* Exercise objective *
When the word "calendar" shows up in a line of the records below, copy that line.

Records from a collection
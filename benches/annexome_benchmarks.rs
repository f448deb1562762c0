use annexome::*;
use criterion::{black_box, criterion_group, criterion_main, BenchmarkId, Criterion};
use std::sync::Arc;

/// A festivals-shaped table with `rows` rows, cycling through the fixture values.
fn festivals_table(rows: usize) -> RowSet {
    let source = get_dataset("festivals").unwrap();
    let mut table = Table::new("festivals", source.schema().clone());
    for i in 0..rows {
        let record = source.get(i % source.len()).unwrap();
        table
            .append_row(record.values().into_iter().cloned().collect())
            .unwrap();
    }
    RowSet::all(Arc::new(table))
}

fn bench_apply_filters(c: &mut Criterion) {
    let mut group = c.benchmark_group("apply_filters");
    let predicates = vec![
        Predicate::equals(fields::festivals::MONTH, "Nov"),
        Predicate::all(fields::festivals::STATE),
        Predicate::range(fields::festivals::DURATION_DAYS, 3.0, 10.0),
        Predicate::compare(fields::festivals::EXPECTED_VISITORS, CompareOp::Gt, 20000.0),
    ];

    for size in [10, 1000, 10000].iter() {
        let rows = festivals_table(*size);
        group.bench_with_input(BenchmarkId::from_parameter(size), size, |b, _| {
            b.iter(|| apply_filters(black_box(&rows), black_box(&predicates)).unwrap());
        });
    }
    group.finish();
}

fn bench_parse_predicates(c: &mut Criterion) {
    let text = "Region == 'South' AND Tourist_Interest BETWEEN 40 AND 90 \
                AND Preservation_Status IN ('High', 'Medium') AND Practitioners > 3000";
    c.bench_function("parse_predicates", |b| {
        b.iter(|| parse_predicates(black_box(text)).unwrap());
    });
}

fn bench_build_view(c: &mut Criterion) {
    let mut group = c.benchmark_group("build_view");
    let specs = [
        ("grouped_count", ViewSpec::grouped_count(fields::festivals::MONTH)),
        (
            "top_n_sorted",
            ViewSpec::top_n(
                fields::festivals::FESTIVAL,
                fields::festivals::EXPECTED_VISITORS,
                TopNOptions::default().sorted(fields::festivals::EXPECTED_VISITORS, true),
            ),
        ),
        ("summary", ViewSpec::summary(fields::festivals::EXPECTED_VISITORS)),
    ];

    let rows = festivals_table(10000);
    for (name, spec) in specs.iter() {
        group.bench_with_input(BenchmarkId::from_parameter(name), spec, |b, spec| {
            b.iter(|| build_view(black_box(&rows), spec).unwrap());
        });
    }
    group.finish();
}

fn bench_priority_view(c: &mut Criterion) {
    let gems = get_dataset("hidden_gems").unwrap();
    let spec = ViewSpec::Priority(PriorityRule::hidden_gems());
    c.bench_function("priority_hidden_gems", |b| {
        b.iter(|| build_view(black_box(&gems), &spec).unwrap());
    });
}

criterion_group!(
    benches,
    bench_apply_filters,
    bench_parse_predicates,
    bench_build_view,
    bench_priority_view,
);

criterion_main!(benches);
--
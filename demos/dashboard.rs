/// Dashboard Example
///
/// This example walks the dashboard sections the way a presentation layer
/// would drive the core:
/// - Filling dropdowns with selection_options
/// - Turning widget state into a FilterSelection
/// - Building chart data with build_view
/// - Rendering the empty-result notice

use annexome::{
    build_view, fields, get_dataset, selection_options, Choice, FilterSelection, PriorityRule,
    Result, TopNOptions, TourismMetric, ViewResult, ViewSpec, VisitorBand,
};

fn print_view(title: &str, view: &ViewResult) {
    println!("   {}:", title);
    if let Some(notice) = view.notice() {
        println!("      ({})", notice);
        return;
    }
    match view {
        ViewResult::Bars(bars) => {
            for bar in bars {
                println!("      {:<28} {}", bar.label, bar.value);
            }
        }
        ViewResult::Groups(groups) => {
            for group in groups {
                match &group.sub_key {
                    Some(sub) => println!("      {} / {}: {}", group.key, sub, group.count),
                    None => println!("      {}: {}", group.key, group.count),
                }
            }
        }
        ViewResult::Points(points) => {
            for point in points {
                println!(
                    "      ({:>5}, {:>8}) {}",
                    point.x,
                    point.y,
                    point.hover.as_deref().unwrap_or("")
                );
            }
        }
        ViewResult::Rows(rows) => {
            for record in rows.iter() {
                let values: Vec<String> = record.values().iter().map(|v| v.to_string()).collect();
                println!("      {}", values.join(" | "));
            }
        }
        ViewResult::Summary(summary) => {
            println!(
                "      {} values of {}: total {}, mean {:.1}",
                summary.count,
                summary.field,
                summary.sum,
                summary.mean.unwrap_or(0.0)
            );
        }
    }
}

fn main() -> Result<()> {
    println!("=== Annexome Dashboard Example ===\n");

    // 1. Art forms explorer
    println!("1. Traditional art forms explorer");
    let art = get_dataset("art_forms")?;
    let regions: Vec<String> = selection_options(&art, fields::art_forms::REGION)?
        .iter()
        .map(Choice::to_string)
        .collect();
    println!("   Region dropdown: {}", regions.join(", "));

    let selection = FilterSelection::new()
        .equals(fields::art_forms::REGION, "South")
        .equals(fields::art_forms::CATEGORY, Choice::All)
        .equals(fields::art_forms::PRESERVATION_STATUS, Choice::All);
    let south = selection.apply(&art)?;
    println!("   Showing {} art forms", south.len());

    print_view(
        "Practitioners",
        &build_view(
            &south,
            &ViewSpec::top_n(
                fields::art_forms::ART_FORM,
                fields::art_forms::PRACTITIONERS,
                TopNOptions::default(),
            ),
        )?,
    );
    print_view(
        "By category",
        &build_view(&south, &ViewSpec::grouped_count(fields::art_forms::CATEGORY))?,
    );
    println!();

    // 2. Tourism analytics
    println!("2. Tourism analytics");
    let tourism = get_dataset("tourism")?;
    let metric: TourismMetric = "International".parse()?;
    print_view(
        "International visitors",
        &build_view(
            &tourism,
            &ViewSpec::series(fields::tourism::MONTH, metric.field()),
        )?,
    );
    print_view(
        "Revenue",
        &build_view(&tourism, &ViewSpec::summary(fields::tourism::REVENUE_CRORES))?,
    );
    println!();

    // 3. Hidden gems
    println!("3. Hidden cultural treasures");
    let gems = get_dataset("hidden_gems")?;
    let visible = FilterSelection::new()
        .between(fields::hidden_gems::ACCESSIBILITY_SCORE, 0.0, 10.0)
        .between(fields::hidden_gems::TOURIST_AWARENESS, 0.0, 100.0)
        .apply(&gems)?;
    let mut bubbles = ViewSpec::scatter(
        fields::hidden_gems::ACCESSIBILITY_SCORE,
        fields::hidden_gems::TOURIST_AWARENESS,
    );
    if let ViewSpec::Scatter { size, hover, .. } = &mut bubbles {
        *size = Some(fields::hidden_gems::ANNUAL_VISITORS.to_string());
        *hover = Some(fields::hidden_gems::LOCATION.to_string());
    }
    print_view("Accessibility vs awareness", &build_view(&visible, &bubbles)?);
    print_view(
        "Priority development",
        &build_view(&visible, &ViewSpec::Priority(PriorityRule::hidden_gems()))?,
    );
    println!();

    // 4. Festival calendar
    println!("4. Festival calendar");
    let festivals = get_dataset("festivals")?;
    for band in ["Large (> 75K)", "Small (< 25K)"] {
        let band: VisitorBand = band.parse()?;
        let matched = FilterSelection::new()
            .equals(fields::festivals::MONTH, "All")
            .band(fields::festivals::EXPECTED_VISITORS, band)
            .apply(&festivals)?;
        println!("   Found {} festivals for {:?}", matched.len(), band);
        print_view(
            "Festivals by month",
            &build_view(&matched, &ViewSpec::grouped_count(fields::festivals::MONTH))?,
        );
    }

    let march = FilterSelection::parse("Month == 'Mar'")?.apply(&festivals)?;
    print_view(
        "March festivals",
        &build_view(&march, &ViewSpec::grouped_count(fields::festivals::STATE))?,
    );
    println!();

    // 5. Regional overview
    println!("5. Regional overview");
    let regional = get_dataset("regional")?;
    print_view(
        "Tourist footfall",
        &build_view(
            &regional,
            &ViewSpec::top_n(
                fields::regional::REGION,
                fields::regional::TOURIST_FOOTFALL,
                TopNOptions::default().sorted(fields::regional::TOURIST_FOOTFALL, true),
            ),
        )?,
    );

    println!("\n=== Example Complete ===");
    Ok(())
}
---
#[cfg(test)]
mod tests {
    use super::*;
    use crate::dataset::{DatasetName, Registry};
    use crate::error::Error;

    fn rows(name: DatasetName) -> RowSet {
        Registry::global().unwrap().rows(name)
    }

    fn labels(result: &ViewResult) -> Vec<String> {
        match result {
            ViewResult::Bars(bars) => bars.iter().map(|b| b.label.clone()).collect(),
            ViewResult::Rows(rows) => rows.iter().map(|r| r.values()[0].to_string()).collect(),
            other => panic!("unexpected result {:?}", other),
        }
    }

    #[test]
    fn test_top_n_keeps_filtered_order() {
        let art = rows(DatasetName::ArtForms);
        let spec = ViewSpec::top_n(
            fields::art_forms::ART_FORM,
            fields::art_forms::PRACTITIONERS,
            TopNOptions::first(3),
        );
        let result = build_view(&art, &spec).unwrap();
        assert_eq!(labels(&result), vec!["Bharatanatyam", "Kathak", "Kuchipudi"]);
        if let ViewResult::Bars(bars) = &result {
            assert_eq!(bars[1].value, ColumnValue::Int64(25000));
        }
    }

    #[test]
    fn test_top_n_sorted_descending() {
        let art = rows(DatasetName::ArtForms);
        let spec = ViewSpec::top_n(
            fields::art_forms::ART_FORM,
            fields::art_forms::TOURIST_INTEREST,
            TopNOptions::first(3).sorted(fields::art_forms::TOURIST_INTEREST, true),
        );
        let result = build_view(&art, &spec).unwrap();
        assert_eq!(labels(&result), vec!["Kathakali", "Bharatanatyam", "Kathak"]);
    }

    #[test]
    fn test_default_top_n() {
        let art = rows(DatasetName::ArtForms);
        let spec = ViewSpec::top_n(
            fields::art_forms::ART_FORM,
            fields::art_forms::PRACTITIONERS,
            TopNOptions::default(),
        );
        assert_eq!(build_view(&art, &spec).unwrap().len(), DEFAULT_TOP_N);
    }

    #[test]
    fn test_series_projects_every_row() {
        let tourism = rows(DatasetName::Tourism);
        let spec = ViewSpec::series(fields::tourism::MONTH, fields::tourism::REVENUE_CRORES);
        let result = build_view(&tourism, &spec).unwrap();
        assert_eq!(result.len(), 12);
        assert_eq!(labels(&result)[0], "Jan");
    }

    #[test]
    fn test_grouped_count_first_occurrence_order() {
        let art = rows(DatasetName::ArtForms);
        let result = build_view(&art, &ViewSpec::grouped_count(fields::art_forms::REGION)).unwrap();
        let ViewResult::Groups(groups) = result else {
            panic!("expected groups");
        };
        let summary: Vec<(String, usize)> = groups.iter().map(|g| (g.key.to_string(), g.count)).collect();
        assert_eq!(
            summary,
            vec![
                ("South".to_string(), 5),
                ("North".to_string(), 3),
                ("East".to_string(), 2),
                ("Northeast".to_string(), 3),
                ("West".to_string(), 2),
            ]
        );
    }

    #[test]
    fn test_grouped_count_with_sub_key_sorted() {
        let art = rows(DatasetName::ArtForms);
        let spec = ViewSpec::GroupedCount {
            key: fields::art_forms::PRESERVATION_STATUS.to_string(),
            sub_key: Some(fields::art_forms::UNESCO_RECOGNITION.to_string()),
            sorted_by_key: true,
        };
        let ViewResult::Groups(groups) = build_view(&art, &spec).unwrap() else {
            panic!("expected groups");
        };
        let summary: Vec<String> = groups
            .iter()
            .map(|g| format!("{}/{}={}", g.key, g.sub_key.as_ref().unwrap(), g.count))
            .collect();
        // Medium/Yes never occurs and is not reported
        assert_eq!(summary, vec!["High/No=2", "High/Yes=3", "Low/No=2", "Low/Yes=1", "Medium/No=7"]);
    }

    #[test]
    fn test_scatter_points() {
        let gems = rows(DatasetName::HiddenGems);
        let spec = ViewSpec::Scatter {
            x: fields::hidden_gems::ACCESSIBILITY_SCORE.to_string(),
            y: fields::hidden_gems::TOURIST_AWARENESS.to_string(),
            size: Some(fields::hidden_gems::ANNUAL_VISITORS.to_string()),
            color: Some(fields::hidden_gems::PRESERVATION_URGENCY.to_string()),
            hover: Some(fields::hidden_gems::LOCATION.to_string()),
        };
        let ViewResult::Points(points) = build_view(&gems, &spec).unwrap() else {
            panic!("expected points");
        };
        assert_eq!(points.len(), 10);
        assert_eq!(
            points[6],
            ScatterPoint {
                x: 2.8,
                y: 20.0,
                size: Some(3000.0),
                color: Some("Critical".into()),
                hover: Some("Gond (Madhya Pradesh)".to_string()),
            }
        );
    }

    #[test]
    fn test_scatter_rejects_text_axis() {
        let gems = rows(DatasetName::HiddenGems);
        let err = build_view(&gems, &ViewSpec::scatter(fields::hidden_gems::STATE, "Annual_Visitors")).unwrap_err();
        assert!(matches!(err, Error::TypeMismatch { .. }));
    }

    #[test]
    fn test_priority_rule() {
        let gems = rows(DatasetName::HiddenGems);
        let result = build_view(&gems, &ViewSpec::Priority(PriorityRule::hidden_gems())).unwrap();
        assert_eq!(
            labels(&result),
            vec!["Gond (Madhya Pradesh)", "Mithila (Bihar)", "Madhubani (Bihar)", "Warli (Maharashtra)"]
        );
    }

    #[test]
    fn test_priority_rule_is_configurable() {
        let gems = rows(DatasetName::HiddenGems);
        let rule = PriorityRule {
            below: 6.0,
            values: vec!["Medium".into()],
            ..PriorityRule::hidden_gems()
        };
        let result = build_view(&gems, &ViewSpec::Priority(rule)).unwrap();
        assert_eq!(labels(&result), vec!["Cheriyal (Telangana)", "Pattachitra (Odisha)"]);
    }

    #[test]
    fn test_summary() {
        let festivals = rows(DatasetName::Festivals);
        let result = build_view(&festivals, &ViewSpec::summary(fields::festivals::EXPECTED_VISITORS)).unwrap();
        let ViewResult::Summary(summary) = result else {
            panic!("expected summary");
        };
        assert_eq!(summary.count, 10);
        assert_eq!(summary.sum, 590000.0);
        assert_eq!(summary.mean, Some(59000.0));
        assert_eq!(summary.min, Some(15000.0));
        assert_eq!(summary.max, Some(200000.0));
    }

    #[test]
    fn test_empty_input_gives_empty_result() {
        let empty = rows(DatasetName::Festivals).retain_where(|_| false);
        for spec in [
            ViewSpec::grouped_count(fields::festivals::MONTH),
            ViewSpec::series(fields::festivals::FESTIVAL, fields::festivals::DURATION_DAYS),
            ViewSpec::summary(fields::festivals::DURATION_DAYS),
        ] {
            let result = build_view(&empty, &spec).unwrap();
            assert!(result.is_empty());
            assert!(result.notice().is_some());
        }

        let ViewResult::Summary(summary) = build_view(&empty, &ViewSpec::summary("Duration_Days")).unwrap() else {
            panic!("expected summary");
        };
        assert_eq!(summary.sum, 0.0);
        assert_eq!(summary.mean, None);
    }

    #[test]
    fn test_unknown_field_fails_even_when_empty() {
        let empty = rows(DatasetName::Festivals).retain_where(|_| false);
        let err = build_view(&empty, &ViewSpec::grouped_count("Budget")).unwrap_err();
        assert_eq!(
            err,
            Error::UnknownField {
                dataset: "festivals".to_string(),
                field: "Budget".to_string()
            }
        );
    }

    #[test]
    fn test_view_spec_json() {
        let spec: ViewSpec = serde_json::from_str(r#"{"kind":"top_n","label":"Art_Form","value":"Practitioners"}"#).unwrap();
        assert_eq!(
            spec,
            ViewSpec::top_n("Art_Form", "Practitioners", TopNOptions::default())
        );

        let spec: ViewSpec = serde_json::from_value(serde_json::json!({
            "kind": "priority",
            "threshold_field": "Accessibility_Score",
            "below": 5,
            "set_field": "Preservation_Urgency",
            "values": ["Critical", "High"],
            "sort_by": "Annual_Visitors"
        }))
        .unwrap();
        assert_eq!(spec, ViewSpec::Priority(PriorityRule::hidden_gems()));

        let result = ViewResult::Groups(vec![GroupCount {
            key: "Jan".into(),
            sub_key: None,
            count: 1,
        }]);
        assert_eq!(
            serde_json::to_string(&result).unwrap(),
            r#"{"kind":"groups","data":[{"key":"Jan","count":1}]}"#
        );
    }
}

* Answer box *
    // 4. Festival calendar
    println!("4. Festival calendar");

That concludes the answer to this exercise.